> Exercise goal:
Below are the records; give again exactly the line with "SampleKind::Demo", the line with "let status = client.get_status(sample_id).await?;", and each line that lies between them, and nothing besides.

Top of Dataset content

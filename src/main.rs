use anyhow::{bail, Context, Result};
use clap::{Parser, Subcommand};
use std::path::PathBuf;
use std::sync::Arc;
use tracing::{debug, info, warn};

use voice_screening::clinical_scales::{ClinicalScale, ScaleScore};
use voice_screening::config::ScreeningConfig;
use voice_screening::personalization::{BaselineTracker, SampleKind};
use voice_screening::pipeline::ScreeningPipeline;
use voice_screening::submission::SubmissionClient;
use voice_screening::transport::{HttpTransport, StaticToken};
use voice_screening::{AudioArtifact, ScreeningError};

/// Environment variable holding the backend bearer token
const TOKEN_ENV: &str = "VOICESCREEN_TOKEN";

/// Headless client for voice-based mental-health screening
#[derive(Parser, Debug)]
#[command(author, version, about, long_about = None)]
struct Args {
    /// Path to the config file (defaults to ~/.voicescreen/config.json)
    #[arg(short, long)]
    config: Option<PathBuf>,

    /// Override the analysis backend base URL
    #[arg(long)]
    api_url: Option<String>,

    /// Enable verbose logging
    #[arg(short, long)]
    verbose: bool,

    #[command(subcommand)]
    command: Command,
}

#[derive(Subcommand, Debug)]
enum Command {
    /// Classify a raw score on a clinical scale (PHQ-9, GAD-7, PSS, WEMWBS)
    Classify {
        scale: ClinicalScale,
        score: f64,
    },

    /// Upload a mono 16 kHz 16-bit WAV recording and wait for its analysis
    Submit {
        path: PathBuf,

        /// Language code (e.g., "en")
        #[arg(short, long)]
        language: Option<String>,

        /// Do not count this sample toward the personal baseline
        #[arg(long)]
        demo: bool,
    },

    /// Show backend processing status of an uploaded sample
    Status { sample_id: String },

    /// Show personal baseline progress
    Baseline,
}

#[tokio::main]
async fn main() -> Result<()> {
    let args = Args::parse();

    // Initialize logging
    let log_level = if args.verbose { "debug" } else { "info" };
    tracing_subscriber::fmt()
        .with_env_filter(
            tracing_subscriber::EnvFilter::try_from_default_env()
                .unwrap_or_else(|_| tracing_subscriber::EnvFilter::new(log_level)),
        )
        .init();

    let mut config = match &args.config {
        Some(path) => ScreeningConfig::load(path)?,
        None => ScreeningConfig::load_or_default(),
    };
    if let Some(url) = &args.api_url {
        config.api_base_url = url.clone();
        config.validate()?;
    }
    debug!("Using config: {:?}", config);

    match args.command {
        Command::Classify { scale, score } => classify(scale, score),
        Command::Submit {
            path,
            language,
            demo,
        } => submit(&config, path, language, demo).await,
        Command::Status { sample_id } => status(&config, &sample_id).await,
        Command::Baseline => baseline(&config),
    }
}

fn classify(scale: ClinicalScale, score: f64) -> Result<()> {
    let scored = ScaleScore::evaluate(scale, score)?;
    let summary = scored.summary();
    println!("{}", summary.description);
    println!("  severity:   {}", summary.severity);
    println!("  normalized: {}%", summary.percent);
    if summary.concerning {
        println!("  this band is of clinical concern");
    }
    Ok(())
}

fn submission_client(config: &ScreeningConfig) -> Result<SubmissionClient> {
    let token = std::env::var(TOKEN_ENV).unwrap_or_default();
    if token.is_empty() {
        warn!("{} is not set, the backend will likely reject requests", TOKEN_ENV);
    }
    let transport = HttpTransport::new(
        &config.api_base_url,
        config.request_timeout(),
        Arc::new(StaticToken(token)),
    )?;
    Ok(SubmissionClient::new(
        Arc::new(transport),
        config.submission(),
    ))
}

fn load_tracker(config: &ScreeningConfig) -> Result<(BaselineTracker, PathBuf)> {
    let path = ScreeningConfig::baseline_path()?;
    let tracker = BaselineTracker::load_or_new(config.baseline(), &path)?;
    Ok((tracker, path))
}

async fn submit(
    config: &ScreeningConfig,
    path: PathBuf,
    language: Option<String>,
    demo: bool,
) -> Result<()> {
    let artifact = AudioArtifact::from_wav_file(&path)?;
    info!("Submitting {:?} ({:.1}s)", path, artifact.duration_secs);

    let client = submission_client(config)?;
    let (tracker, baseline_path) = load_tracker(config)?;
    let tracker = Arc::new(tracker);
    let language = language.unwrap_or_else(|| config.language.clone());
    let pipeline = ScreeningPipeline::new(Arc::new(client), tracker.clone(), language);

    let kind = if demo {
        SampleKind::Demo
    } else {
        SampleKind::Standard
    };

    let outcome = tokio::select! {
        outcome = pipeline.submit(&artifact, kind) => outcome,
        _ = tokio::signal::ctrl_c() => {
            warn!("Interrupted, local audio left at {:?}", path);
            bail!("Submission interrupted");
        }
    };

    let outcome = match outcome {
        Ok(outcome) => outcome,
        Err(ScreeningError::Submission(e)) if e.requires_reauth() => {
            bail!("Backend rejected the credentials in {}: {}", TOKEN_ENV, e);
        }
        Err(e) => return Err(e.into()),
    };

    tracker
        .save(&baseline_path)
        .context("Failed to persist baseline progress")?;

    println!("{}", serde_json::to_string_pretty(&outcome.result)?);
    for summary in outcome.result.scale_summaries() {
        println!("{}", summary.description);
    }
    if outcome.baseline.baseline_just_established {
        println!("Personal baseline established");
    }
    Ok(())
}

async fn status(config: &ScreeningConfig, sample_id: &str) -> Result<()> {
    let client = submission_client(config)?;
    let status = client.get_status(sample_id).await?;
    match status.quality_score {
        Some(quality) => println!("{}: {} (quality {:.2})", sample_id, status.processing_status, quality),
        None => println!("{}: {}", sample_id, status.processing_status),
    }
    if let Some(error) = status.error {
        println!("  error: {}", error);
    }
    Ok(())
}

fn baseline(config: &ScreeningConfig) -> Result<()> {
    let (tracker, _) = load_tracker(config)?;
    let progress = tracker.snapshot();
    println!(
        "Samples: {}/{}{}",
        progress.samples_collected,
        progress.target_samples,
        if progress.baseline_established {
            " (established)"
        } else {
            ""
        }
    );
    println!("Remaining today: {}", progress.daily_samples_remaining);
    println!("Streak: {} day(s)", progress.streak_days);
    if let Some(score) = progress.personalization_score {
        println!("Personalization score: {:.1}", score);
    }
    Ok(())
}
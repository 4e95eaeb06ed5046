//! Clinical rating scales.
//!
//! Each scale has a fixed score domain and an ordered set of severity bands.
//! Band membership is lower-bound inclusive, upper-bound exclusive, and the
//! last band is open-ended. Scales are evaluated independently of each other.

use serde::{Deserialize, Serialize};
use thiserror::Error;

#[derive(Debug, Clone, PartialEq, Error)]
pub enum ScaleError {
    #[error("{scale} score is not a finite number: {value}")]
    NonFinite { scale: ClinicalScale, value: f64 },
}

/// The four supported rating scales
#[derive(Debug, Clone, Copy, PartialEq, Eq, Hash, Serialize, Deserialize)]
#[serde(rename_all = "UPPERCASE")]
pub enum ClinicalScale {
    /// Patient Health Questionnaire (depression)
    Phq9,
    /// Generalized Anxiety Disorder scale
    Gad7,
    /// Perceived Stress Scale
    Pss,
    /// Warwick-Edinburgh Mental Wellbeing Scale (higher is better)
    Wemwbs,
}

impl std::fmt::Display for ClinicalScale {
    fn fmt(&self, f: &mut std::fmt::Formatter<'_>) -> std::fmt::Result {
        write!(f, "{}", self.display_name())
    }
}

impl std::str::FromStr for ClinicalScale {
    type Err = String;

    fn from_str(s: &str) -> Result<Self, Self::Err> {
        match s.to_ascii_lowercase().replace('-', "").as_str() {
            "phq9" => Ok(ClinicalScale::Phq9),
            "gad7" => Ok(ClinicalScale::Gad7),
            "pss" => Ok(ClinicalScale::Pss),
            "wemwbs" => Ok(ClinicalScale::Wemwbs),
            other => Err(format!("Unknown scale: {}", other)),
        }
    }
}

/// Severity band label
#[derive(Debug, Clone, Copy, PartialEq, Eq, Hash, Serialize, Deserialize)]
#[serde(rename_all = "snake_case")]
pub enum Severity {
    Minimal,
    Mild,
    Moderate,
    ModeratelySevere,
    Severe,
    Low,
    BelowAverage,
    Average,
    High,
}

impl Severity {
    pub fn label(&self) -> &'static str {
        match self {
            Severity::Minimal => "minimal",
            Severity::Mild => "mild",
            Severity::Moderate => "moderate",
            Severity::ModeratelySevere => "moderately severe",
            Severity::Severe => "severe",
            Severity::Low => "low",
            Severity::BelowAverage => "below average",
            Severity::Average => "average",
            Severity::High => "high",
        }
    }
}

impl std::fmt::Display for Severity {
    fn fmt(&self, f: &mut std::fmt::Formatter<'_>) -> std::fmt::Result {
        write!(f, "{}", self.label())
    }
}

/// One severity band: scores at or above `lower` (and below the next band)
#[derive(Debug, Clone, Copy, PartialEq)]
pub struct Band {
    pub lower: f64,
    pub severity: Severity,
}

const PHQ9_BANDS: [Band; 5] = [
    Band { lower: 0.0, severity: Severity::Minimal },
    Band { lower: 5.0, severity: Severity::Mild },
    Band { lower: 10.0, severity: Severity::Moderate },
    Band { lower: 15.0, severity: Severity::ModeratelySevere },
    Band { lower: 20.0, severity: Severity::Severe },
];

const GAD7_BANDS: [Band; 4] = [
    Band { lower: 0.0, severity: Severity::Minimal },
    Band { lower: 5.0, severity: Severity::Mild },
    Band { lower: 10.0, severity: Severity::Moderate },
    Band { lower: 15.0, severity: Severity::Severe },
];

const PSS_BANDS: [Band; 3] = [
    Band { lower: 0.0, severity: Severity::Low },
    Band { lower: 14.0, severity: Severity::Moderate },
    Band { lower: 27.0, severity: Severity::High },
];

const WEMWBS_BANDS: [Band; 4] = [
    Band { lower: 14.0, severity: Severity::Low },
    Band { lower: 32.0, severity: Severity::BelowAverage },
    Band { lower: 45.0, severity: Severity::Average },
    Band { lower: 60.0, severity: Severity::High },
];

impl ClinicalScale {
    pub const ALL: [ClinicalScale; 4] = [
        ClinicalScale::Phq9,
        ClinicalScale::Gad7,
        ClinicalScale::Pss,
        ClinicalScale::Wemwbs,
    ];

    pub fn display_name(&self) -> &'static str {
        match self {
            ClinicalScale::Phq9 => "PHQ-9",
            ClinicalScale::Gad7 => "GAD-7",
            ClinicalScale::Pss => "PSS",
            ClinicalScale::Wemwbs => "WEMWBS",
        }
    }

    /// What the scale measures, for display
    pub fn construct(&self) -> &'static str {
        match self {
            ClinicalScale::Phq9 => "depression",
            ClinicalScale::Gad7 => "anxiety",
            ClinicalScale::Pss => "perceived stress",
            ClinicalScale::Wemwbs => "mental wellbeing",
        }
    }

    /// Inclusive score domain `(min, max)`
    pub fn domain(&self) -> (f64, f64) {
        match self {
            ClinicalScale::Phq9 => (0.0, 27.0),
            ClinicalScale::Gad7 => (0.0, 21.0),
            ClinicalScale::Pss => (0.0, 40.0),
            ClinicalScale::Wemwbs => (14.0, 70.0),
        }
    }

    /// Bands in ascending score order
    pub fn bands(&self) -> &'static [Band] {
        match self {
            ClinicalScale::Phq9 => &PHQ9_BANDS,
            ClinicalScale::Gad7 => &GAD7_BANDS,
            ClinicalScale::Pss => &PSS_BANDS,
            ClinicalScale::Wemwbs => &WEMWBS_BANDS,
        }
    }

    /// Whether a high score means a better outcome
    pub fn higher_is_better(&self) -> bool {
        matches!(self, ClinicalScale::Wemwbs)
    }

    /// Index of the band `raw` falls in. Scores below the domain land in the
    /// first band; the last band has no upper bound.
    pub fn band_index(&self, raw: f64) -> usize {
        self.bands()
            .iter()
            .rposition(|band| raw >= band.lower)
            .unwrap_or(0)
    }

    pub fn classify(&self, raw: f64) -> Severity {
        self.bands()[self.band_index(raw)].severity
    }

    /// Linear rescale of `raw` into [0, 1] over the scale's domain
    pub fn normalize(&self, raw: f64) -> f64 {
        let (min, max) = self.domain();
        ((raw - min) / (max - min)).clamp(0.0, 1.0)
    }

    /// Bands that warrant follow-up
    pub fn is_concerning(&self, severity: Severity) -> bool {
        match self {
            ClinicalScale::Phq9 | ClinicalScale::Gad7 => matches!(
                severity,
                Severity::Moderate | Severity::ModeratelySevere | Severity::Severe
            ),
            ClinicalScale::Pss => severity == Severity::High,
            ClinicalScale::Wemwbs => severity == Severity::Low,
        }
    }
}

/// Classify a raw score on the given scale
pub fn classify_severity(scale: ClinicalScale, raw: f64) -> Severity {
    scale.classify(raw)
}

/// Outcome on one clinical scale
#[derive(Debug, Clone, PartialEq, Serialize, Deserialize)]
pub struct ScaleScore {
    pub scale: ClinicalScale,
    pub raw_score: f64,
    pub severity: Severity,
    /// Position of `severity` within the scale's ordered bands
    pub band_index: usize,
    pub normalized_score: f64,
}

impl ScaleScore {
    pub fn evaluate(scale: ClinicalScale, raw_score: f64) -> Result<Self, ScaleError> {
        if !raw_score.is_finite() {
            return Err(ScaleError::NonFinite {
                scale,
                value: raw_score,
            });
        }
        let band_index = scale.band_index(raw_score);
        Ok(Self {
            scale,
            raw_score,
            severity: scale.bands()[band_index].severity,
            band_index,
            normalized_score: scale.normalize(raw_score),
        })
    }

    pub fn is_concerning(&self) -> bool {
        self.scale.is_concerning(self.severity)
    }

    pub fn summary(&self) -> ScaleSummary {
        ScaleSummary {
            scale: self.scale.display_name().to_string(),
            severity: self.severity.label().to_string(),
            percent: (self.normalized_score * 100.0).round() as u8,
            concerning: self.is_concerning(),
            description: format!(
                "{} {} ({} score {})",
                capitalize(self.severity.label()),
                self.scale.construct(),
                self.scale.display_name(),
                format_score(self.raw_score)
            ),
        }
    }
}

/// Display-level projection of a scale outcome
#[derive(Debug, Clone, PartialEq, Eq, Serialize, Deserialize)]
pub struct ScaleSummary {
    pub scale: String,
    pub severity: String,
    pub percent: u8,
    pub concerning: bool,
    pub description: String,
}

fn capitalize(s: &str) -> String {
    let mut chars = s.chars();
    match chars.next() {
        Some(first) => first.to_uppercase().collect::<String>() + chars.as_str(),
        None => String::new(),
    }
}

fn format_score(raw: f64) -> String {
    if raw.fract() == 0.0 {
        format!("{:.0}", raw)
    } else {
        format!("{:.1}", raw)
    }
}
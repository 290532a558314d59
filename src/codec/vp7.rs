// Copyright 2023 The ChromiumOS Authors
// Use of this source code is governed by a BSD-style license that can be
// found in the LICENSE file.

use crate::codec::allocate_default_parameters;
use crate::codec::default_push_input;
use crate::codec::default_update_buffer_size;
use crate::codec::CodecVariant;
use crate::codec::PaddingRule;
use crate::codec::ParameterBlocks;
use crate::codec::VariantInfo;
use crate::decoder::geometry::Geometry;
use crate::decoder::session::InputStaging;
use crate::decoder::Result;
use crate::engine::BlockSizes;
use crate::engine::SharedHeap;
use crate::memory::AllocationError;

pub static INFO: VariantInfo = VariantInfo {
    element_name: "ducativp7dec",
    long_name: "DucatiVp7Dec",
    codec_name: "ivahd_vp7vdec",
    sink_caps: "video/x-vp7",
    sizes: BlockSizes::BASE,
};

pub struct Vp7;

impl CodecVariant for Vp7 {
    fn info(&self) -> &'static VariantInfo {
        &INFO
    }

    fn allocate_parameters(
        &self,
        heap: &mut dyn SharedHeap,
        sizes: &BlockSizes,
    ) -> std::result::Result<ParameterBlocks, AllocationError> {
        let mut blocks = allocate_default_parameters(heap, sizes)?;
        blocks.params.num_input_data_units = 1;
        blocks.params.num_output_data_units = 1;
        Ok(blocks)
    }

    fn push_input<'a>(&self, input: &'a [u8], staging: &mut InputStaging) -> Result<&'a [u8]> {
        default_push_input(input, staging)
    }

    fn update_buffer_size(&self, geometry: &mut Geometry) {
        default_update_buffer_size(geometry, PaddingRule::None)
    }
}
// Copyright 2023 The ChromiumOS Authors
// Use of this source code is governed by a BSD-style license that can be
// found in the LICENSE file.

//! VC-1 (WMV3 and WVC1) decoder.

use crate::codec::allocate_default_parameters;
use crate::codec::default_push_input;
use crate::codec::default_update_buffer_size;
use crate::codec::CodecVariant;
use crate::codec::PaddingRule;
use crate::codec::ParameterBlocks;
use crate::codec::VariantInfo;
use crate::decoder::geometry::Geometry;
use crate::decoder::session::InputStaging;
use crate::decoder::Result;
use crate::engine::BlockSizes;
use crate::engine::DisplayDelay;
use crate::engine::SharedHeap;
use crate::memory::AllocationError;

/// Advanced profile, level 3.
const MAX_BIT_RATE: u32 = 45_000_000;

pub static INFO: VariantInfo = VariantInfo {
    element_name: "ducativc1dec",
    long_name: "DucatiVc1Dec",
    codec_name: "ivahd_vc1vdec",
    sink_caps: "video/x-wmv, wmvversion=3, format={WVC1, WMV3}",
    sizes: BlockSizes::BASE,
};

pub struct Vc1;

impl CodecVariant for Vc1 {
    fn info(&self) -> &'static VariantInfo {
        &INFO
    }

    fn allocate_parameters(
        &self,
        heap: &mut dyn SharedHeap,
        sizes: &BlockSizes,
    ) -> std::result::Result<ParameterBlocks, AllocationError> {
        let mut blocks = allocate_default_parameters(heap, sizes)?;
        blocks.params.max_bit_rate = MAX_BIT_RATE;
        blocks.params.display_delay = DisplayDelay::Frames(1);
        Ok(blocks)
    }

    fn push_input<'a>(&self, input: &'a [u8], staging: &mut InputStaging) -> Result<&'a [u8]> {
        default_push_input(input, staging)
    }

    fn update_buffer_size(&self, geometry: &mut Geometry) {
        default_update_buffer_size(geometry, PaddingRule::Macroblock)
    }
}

Bottom of Dataset content

> Expected answer:
        SampleKind::Demo
    } else {
        SampleKind::Standard
    };

    let outcome = tokio::select! {
        outcome = pipeline.submit(&artifact, kind) => outcome,
        _ = tokio::signal::ctrl_c() => {
            warn!("Interrupted, local audio left at {:?}", path);
            bail!("Submission interrupted");
        }
    };

    let outcome = match outcome {
        Ok(outcome) => outcome,
        Err(ScreeningError::Submission(e)) if e.requires_reauth() => {
            bail!("Backend rejected the credentials in {}: {}", TOKEN_ENV, e);
        }
        Err(e) => return Err(e.into()),
    };

    tracker
        .save(&baseline_path)
        .context("Failed to persist baseline progress")?;

    println!("{}", serde_json::to_string_pretty(&outcome.result)?);
    for summary in outcome.result.scale_summaries() {
        println!("{}", summary.description);
    }
    if outcome.baseline.baseline_just_established {
        println!("Personal baseline established");
    }
    Ok(())
}

async fn status(config: &ScreeningConfig, sample_id: &str) -> Result<()> {
    let client = submission_client(config)?;
    let status = client.get_status(sample_id).await?;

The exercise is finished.